Bagnotar town has an elevation of 1775 metres, and is located approximately 16 km from Abbottabad on Abbottabad-Murree Road.  A lush green pine valley stretched on 810 square kilometers. The major landscape as well as the settlement of Bagnotar is located along the Barrian-Nathigali-Abbottabad Road (Abbottabad Murree Road), the 11 kilometers of which passes through the land of Bagnotar.
The important places of Union Council Bagnotar are, Bagnotar, Bandi Maira, Thathi Chatarnath, Palakian and Chahan.

Subdivisions
Union Council Bagnotar has three subdivisions known as the "village councils". These four are:

Bag-Notar
Bandi Mera
Chhan

Educational Institutes in Bagnotar
Government Institutes of education in Bagnotar are as follows

Village Council Bagnotar

Government Boys Higher Secondary School Bagnotar

Government Girls High School Bagnotar

Government Primary School Bagnotar

Government Primary School Khurri Banda Bagnotar

Government Primary School Gulaga Bagnotar

Government Primary School Seri, Bagnotar

Government Primary School Gaiya Bagnotar

Village Council Bandi Maira
Government Primary School Riyan Tareeda

Government Girls Primary School Cham Rajput

Government Primary School Bandi Maira Nakrorha/Chatarnath/Maira.

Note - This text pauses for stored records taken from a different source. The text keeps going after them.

impl<'a, T: 'a> Sequence<'a, T> {
    fn combined<C, F>(sources: Rc<[Self]>, build: F) -> Self
        where
            F: Fn(&Rc<[Self]>) -> C + 'a,
            C: Cursor<Item = T> + 'a
    {
        let mode = if sources.iter().any(|source| source.mode() == Mode::Once) { Mode::Once } else { Mode::Reusable };
        let size = sources.iter().all(|source| source.len_hint().is_some()).then(|| {
            let sources = Rc::clone(&sources);
            sized(move || sources.iter().filter_map(Sequence::len_hint).fold(0, usize::saturating_add))
        });
        let factory: Factory<'a, T> = Rc::new(move || -> BoxCursor<'a, T> { Box::new(build(&sources)) });
        Self::with_factory(mode, factory, size)
    }

    /// Every element of each sequence in turn.
    ///
    /// ```
    /// # use resequence::Sequence;
    /// let joined = Sequence::concat([Sequence::of([1, 2]), Sequence::empty(), Sequence::of([3])]);
    /// assert_eq!(joined.to_vec(), [1, 2, 3]);
    /// assert_eq!(joined.len_hint(), Some(3));
    /// ```
    pub fn concat<I>(sequences: I) -> Self
        where
            I: IntoIterator<Item = Self>
    {
        Self::combined(sequences.into_iter().collect(), |sources| Chain::new(Rc::clone(sources)))
    }

    /// This sequence followed by `other`.
    pub fn append(&self, other: &Self) -> Self {
        Self::concat([self.clone(), other.clone()])
    }

    /// `items` followed by this sequence.
    pub fn prefix<I>(&self, items: I) -> Self
        where
            I: IntoIterator<Item = T>,
            T: Clone
    {
        Self::concat([Self::of(items), self.clone()])
    }

    /// This sequence followed by `items`.
    pub fn suffix<I>(&self, items: I) -> Self
        where
            I: IntoIterator<Item = T>,
            T: Clone
    {
        Self::concat([self.clone(), Self::of(items)])
    }

    /// Alternates between the elements of several sequences, passing over
    /// those which run out.
    ///
    /// ```
    /// # use resequence::Sequence;
    /// let mixed = Sequence::interleaving([
    ///     Sequence::of(['a', 'b', 'c']),
    ///     Sequence::of(['1']),
    ///     Sequence::of(['x', 'y'])
    /// ]);
    /// assert_eq!(mixed.to_vec(), ['a', '1', 'x', 'b', 'y', 'c']);
    /// ```
    pub fn interleaving<I>(sequences: I) -> Self
        where
            I: IntoIterator<Item = Self>
    {
        Self::combined(sequences.into_iter().collect(), |sources| {
            Interleave::new(sources.iter().map(Sequence::cursor).collect())
        })
    }

    /// Alternates between this sequence and `other`.
    pub fn interleave(&self, other: &Self) -> Self {
        Self::interleaving([self.clone(), other.clone()])
    }

    /// This sequence over and over.
    ///
    /// Infinite unless this sequence is empty, in which case so is the
    /// repetition. A once-only sequence repeats nothing beyond its first pass.
    pub fn repeat(&self) -> Self {
        let source = self.clone();
        let factory: Factory<'a, T> = Rc::new(move || -> BoxCursor<'a, T> {
            Box::new(Repeat::new(source.clone(), None))
        });
        let size = (self.len_hint() == Some(0)).then(|| sized(|| 0));
        Self::with_factory(self.mode().derived(), factory, size)
    }

    /// This sequence `times` times over.
    pub fn repeat_times(&self, times: usize) -> Self {
        let source = self.clone();
        let factory: Factory<'a, T> = Rc::new(move || -> BoxCursor<'a, T> {
            Box::new(Repeat::new(source.clone(), Some(times)))
        });
        let size = (self.mode() != Mode::Once && self.len_hint().is_some()).then(|| {
            let source = self.clone();
            sized(move || source.len_hint().unwrap_or(0).saturating_mul(times))
        });
        Self::with_factory(self.mode().derived(), factory, size)
    }

    /// `delimiter` between each pair of neighbouring elements.
    ///
    /// ```
    /// # use resequence::Sequence;
    /// let list = Sequence::of(["a", "b", "c"]).delimit_with(Some("["), Some(", "), Some("]"));
    /// assert_eq!(list.collect::<String>(), "[a, b, c]");
    /// ```
    pub fn delimit(&self, delimiter: T) -> Self
        where
            T: Clone
    {
        self.delimit_with(None, Some(delimiter), None)
    }

    /// Optional `prefix` before the first element, `delimiter` between
    /// neighbours and `suffix` after the last.
    pub fn delimit_with(&self, prefix: Option<T>, delimiter: Option<T>, suffix: Option<T>) -> Self
        where
            T: Clone
    {
        let decorations = usize::from(prefix.is_some()) + usize::from(suffix.is_some());
        let delimited = delimiter.is_some();
        self.adapt_resized(
            move |len| {
                let delimiters = if delimited { len.saturating_sub(1) } else { 0 };
                len.saturating_add(decorations).saturating_add(delimiters)
            },
            move |parent| Delimit::new(parent, prefix.clone(), delimiter.clone(), suffix.clone())
        )
    }
}

#[cfg(test)]
mod tests {
    use super::*;
    use core::cell::Cell;
    use crate::store::SharedVec;
    use proptest::prelude::*;

    fn counted(opened: &Cell<usize>, items: Vec<u8>) -> Sequence<'_, u8> {
        Sequence::from_fn(move || {
            opened.set(opened.get() + 1);
            items.clone()
        })
    }

    #[test]
    fn chain_opens_sources_lazily() {
        let opened = Cell::new(0);
        let chain = Sequence::concat([
            counted(&opened, vec![1]),
            counted(&opened, vec![]),
            counted(&opened, vec![2, 3])
        ]);

        assert_eq!(chain.first(), Some(1));
        assert_eq!(opened.get(), 1);
        assert_eq!(chain.to_vec(), [1, 2, 3]);
        assert_eq!(opened.get(), 4);
    }

    #[test]
    fn append_prefix_suffix() {
        let middle = Sequence::of([2, 3]);
        assert_eq!(middle.prefix([0, 1]).suffix([4]).to_vec(), [0, 1, 2, 3, 4]);
        assert_eq!(middle.append(&middle).to_vec(), [2, 3, 2, 3]);
        assert_eq!(middle.prefix([1]).len_hint(), Some(3));
    }

    #[test]
    fn chain_forwards_removal() {
        let first: SharedVec<i32> = (1..=3).collect();
        let second: SharedVec<i32> = (4..=6).collect();
        let both = Sequence::from_store(&first).append(&Sequence::from_store(&second));

        assert_eq!(both.remove_if(|n| n % 2 == 0), Ok(3));
        assert_eq!(first.to_vec(), [1, 3]);
        assert_eq!(second.to_vec(), [5]);
    }

    #[test]
    fn chain_removes_from_source_last_taken() {
        let first: SharedVec<i32> = vec![1, 2].into();
        let second: SharedVec<i32> = vec![3, 4].into();
        let mut cursor = Chain::new(Rc::from(vec![Sequence::from_store(&first), Sequence::from_store(&second)]));

        assert_eq!(cursor.remove_current(), Err(Error::InvalidState("remove_current requires a preceding take")));
        assert_eq!(cursor.take(), Ok(1));
        assert_eq!(cursor.take(), Ok(2));
        assert!(cursor.more());
        assert!(cursor.more());
        assert_eq!(cursor.remove_current(), Ok(()));
        assert_eq!(first.to_vec(), [1]);

        assert_eq!(cursor.take(), Ok(3));
        assert_eq!(cursor.remove_current(), Ok(()));
        assert_eq!(second.to_vec(), [4]);
        assert_eq!(cursor.take(), Ok(4));
        assert!(!cursor.more());
    }

    #[test]
    fn interleave_skips_exhausted() {
        let letters = Sequence::of(['a', 'b', 'c', 'd']);
        let digits = Sequence::of(['1', '2']);
        assert_eq!(letters.interleave(&digits).to_vec(), ['a', '1', 'b', '2', 'c', 'd']);
        assert_eq!(digits.interleave(&letters).to_vec(), ['1', 'a', '2', 'b', 'c', 'd']);
        assert!(Sequence::<u8>::interleaving([]).is_empty());
    }

    #[test]
    fn repeat_passes() {
        let pair = Sequence::of([1, 2]);
        assert_eq!(pair.repeat().limit(5).to_vec(), [1, 2, 1, 2, 1]);
        assert_eq!(pair.repeat_times(3).to_vec(), [1, 2, 1, 2, 1, 2]);
        assert_eq!(pair.repeat_times(3).len_hint(), Some(6));
        assert!(pair.repeat_times(0).to_vec().is_empty());
    }

    #[test]
    fn sizes_saturate() {
        let pair = Sequence::of([1, 2]);
        let endless = pair.repeat_times(usize::MAX);

        assert_eq!(endless.len_hint(), Some(usize::MAX));
        assert_eq!(endless.limit(3).try_to_vec(), Ok(vec![1, 2, 1]));
        assert_eq!(endless.delimit_with(Some(0), Some(0), Some(0)).len_hint(), Some(usize::MAX));
        assert_eq!(Sequence::concat([endless.clone(), pair]).len_hint(), Some(usize::MAX));
    }

    #[test]
    fn repeat_of_empty_is_empty() {
        assert!(Sequence::<u8>::empty().repeat().to_vec().is_empty());
        assert!(Sequence::of([1, 2, 3]).filter(|n| *n > 5).repeat().to_vec().is_empty());
    }

    #[test]
    fn repeat_of_once_is_one_pass() {
        let once = Sequence::once(vec![7, 8]);
        assert_eq!(once.repeat().to_vec(), [7, 8]);
    }

    #[test]
    fn delimiting() {
        let words = Sequence::of(["x", "y", "z"]);
        assert_eq!(words.delimit("-").to_vec(), ["x", "-", "y", "-", "z"]);
        assert_eq!(words.delimit("-").len_hint(), Some(5));

        let empty = Sequence::<&str>::empty().delimit_with(Some("("), Some(","), Some(")"));
        assert_eq!(empty.to_vec(), ["(", ")"]);
        assert_eq!(empty.len_hint(), Some(2));

        let bare = words.delimit_with(Some("<"), None, Some(">"));
        assert_eq!(bare.collect::<String>(), "<xyz>");
    }

    proptest! {
        #![proptest_config(ProptestConfig::with_cases(1_024))]

        #[test]
        fn concat_matches_chain(parts in prop::collection::vec(any::<Vec<u8>>(), 0..6)) {
            let expected: Vec<u8> = parts.iter().flatten().copied().collect();
            let sequence = Sequence::concat(parts.into_iter().map(Sequence::of));

            prop_assert_eq!(sequence.size(), expected.len());
            prop_assert_eq!(sequence.to_vec(), expected);
        }

        #[test]
        fn interleave_preserves_each_source(left in any::<Vec<u8>>(), right in any::<Vec<u8>>()) {
            let mixed = Sequence::of(left.clone()).map(|n| (0u8, n))
                .interleave(&Sequence::of(right.clone()).map(|n| (1u8, n)))
                .to_vec();

            let from = |side: u8| mixed.iter().filter(|(s, _)| *s == side).map(|(_, n)| *n).collect::<Vec<_>>();
            prop_assert_eq!(mixed.len(), left.len() + right.len());
            prop_assert_eq!(from(0), left);
            prop_assert_eq!(from(1), right);
        }
    }
}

Government Girls High School Drang Bandi Maira..

Village Council Chahan
Government Primary School Chahan, Bandi Maira

Vegetation
The vegetation in Bagnotar is naturally grown. Both coniferous and deciduous species are present on a large area of the whole union council. The notable species are Pinus wallichiana, Pinus roxburghii, Cedrus deodara, Taxus baccata, Diospyrus lotus, Salix tetrasperma, Quercus dilatata, Morus elba, Aesculus indica [5].

2005 earthquake

On 8 October 2005 various parts of Abbottabad District were affected by the Pakistan earthquake. Unlike neighbouring Kashmir, the loss in human life was relatively low in this area, with 511 dead and 622 injured.  Although the impact on infrastructure was still severe.